WORK INSTRUCTION :: Match on the string "true" in the entries below and return every matching line.

WORKING DATA ::

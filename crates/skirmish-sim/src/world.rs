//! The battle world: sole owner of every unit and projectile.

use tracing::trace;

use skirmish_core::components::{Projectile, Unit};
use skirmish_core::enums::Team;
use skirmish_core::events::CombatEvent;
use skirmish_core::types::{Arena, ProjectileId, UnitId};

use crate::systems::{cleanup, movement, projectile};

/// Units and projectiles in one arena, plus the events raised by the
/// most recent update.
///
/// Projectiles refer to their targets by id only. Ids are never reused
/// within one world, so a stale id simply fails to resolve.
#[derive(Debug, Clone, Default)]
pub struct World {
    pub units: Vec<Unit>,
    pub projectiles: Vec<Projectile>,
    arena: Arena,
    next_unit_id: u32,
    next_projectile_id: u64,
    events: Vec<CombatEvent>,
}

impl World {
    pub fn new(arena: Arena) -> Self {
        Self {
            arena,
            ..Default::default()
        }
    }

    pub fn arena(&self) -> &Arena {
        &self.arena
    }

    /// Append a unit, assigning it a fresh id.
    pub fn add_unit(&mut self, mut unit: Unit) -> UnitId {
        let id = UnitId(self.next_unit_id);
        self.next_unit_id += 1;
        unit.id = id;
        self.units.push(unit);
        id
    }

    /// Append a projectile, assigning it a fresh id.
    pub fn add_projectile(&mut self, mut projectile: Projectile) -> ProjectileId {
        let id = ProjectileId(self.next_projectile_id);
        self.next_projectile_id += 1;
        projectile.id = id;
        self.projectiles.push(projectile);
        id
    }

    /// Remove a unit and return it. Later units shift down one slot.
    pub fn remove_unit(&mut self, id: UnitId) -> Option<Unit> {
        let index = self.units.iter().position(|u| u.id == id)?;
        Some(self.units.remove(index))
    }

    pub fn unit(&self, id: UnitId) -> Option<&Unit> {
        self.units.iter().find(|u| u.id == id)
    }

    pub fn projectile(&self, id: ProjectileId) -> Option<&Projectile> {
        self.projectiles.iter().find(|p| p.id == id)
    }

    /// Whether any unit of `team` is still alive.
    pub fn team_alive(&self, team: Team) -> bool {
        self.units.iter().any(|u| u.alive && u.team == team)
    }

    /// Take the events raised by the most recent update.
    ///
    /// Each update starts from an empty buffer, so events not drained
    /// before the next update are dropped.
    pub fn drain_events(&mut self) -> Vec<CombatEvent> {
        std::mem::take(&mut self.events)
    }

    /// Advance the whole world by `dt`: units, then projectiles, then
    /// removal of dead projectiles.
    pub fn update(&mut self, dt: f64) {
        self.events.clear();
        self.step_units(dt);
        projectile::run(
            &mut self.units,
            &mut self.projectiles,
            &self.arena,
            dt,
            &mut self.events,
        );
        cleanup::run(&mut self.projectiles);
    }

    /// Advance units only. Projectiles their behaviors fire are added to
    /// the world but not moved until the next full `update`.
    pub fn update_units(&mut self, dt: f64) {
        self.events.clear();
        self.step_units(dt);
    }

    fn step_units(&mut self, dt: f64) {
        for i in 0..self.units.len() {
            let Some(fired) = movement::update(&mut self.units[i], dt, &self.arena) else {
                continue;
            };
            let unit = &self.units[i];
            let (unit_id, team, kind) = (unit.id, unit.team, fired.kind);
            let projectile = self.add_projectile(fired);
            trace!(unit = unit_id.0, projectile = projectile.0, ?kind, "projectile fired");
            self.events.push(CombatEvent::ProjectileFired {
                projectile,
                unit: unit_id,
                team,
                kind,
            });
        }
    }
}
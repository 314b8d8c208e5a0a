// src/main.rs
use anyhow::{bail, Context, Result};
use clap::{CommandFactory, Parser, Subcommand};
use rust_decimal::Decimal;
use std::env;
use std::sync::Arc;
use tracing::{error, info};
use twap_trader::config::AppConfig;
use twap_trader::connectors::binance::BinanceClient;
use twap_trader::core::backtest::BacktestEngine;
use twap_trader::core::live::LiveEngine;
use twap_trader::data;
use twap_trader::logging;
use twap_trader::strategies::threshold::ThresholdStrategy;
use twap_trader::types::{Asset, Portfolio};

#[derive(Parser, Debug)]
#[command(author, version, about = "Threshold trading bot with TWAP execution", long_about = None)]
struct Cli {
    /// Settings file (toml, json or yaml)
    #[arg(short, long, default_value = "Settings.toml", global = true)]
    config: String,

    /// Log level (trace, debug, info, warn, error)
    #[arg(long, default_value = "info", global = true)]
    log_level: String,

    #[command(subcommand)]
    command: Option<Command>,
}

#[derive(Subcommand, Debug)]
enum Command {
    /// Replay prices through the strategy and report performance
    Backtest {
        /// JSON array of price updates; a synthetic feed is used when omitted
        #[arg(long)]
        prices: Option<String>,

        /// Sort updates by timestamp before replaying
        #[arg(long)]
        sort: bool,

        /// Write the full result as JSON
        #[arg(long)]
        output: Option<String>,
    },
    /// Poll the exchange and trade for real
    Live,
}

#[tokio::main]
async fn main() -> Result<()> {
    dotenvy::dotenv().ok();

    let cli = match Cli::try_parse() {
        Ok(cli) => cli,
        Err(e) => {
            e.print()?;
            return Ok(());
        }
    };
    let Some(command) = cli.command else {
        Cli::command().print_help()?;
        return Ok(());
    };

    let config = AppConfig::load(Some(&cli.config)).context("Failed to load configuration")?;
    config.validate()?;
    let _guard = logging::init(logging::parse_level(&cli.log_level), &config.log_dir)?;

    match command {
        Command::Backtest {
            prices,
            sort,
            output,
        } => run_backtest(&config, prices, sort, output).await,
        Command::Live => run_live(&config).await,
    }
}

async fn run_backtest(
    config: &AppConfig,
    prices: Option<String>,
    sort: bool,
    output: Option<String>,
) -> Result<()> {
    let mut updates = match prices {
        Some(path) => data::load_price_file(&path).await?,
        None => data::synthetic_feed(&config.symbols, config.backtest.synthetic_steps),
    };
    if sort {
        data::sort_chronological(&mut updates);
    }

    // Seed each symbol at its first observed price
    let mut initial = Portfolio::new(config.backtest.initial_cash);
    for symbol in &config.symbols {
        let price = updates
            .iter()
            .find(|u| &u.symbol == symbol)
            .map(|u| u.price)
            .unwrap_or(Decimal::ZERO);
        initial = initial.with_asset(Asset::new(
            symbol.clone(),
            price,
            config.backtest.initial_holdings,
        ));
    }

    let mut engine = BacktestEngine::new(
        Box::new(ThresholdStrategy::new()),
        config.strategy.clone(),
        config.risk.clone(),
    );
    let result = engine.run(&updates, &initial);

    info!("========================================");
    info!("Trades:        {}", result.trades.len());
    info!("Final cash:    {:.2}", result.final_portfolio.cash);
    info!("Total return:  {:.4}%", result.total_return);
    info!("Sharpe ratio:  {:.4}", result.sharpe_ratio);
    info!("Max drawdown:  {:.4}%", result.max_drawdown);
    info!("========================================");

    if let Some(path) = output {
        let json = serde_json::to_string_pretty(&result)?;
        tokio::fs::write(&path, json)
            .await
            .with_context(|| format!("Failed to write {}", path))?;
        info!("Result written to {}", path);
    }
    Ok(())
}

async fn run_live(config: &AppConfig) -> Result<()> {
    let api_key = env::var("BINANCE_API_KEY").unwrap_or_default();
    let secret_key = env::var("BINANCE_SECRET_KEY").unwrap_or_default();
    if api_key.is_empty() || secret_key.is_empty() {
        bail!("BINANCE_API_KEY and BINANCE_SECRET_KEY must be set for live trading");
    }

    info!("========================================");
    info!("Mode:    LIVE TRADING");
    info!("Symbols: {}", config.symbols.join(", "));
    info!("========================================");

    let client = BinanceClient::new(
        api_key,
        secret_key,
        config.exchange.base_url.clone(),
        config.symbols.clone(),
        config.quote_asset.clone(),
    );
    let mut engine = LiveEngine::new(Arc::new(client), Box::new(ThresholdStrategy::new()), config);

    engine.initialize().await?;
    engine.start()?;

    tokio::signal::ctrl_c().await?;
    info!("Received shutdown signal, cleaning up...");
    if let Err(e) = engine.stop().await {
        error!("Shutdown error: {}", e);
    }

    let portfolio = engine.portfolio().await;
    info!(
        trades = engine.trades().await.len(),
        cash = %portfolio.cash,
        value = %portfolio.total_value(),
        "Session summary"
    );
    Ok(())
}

REPLY ::
    #[arg(short, long, default_value = "Settings.toml", global = true)]
    #[arg(long, default_value = "info", global = true)]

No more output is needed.